### [ASSIGNMENT]
Would you please transcribe, exactly as written, the lines of the entries below starting at the one that holds "(Value::Float(f), ValueType::Int) =>" and ending at the one that holds "ValueType::Bool => match", both included?

Excerpts from a dataset
══════════

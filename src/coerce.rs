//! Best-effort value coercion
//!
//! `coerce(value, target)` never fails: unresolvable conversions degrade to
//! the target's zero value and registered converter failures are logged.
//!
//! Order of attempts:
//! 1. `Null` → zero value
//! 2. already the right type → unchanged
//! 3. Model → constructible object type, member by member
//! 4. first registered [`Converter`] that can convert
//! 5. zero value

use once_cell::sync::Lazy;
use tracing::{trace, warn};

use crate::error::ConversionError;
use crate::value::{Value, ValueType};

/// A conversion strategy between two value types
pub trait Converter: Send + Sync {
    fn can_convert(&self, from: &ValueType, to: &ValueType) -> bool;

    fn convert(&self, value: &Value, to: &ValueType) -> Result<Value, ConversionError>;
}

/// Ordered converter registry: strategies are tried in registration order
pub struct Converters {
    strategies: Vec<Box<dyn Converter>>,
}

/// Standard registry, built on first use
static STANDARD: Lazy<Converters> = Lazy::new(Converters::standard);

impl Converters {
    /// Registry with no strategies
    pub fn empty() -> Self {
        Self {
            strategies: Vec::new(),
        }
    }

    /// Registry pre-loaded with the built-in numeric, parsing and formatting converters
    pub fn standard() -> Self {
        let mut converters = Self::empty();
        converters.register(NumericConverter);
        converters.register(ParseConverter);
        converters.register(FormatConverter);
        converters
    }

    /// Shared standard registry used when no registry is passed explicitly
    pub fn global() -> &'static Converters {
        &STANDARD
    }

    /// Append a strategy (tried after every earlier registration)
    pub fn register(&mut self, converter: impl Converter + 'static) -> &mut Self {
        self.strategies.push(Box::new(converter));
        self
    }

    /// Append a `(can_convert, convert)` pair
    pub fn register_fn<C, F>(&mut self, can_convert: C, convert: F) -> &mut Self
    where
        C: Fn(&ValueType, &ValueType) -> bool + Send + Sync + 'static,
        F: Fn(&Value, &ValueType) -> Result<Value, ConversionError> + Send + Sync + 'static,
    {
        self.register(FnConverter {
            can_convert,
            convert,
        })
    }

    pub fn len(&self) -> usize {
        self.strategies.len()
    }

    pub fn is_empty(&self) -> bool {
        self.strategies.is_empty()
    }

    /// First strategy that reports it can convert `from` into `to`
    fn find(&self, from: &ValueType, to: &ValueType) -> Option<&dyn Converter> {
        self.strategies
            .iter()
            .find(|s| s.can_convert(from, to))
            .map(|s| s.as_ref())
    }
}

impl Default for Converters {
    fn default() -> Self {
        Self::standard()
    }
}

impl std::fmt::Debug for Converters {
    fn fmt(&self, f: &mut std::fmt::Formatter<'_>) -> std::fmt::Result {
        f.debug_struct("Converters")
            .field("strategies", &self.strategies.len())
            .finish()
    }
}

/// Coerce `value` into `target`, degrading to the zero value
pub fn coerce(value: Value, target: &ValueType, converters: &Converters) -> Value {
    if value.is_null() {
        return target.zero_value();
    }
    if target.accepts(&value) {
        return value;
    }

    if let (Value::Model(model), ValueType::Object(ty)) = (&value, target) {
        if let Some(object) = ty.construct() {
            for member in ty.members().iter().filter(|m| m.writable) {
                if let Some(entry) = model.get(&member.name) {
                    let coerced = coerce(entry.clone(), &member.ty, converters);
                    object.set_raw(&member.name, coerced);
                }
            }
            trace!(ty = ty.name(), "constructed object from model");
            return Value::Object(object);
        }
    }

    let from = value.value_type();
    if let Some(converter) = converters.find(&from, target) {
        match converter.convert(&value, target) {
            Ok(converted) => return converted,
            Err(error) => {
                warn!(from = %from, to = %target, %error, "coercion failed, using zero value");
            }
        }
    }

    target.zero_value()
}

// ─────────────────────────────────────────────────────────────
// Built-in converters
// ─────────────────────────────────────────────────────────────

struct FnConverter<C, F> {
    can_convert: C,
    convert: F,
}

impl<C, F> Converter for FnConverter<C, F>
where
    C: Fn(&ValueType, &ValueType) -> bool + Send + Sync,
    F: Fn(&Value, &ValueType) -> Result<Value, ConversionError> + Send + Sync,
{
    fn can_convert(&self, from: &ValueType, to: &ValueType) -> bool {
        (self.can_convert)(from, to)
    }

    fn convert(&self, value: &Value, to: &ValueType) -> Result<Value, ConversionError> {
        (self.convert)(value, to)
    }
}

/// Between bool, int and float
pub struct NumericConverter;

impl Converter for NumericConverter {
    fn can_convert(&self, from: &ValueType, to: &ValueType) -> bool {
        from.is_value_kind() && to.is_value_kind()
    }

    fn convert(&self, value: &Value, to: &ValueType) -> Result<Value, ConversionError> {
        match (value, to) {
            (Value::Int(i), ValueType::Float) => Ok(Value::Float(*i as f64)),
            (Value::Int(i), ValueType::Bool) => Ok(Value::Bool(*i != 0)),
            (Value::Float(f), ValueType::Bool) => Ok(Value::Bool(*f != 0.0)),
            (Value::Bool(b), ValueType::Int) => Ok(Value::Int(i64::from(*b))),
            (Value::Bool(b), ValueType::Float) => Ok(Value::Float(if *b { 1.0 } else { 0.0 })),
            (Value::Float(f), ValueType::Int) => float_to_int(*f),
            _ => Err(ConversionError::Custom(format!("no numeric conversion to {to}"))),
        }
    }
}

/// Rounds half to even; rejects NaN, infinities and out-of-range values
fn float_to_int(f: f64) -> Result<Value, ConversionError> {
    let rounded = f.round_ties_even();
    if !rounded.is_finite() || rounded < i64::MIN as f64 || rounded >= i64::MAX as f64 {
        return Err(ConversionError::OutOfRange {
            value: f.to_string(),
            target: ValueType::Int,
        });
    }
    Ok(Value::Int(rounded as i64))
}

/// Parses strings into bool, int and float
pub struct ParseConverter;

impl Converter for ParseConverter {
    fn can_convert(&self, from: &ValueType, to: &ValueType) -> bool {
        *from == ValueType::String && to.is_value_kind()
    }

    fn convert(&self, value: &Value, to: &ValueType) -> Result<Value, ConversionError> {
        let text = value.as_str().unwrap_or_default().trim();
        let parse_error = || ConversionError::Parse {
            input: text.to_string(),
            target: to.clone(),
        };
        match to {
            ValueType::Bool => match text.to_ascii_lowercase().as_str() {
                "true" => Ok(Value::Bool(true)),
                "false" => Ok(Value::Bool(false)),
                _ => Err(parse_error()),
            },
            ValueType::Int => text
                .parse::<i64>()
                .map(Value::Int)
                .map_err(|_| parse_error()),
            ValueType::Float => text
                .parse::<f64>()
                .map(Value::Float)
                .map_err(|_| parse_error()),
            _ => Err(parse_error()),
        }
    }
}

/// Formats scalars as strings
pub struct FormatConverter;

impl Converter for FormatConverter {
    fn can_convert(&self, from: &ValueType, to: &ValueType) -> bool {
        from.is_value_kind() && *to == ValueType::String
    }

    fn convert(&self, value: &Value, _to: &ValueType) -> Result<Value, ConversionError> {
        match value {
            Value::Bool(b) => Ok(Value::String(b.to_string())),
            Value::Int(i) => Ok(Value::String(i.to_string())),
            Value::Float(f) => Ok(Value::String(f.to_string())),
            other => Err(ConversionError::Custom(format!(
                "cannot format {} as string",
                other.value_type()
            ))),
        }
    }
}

══════════

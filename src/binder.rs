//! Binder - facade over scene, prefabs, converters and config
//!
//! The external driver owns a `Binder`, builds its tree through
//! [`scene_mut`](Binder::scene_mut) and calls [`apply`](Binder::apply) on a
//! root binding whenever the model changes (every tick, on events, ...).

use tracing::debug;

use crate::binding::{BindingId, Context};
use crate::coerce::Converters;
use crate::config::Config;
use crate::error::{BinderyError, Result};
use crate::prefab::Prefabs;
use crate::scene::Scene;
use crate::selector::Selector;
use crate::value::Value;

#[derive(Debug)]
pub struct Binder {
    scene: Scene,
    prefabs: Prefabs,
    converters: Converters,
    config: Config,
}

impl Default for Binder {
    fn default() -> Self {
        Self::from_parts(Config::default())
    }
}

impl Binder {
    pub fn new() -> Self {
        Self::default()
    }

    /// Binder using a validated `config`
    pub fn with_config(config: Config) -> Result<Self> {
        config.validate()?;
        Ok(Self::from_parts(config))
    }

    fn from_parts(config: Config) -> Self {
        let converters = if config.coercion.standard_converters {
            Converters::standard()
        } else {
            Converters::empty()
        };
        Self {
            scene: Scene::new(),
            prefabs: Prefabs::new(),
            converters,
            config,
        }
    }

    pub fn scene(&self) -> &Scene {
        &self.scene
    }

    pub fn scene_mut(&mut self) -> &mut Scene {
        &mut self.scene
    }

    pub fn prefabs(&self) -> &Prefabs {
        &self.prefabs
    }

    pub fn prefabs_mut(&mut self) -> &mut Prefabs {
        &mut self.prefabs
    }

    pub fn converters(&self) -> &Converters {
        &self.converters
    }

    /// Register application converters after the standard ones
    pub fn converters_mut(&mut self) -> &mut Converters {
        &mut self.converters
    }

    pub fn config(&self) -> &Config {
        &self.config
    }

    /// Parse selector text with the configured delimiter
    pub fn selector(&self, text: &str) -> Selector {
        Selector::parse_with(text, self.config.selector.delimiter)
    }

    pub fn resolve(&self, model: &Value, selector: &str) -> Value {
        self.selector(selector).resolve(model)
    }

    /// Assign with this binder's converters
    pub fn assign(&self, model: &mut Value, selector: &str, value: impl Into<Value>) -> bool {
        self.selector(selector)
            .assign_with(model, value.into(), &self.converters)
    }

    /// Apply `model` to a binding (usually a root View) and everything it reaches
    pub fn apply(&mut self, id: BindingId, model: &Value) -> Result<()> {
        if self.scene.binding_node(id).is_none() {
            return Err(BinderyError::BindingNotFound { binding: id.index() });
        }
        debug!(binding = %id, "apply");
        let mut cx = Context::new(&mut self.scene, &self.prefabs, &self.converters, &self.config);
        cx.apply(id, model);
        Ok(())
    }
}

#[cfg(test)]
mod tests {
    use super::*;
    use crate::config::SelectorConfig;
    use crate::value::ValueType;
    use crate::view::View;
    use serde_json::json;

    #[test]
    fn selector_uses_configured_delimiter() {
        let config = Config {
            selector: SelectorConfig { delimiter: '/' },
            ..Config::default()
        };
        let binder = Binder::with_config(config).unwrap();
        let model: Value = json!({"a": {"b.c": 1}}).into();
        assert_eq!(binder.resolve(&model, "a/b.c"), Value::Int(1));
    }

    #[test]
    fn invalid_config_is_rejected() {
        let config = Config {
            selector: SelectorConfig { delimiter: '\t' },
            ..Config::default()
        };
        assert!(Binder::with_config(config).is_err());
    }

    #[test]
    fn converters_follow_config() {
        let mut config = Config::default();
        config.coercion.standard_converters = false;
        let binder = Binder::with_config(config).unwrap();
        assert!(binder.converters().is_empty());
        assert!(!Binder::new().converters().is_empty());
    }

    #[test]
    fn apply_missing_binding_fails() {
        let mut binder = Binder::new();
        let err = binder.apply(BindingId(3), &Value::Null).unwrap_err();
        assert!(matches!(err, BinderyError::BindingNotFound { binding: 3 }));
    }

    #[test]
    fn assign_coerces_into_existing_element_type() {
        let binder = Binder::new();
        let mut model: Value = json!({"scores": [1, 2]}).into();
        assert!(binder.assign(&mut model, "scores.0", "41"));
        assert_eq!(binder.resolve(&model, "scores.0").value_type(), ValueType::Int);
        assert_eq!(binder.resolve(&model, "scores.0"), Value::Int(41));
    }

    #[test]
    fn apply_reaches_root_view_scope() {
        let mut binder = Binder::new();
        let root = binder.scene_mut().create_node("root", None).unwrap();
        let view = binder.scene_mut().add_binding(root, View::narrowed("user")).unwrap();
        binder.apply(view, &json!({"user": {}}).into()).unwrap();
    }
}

══════════

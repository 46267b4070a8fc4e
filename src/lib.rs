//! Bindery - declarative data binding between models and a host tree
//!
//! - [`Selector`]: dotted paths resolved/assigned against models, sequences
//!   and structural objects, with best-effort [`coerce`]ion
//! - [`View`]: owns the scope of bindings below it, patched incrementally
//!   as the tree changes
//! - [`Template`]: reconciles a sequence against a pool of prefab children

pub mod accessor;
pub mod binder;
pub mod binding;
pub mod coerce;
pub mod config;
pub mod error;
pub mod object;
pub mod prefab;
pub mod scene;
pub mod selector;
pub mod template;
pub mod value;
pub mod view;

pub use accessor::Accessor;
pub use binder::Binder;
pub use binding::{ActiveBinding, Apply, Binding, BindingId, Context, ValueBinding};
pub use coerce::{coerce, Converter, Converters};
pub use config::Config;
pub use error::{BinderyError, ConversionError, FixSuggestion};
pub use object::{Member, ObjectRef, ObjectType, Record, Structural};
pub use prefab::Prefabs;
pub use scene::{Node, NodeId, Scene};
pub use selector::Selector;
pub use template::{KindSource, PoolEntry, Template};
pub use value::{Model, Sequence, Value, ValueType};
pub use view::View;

══════════

### [EXPECTED ANSWER]
            (Value::Float(f), ValueType::Int) => float_to_int(*f),
            _ => Err(ConversionError::Custom(format!("no numeric conversion to {to}"))),
        }
    }
}

/// Rounds half to even; rejects NaN, infinities and out-of-range values
fn float_to_int(f: f64) -> Result<Value, ConversionError> {
    let rounded = f.round_ties_even();
    if !rounded.is_finite() || rounded < i64::MIN as f64 || rounded >= i64::MAX as f64 {
        return Err(ConversionError::OutOfRange {
            value: f.to_string(),
            target: ValueType::Int,
        });
    }
    Ok(Value::Int(rounded as i64))
}

/// Parses strings into bool, int and float
pub struct ParseConverter;

impl Converter for ParseConverter {
    fn can_convert(&self, from: &ValueType, to: &ValueType) -> bool {
        *from == ValueType::String && to.is_value_kind()
    }

    fn convert(&self, value: &Value, to: &ValueType) -> Result<Value, ConversionError> {
        let text = value.as_str().unwrap_or_default().trim();
        let parse_error = || ConversionError::Parse {
            input: text.to_string(),
            target: to.clone(),
        };
        match to {
            ValueType::Bool => match text.to_ascii_lowercase().as_str() {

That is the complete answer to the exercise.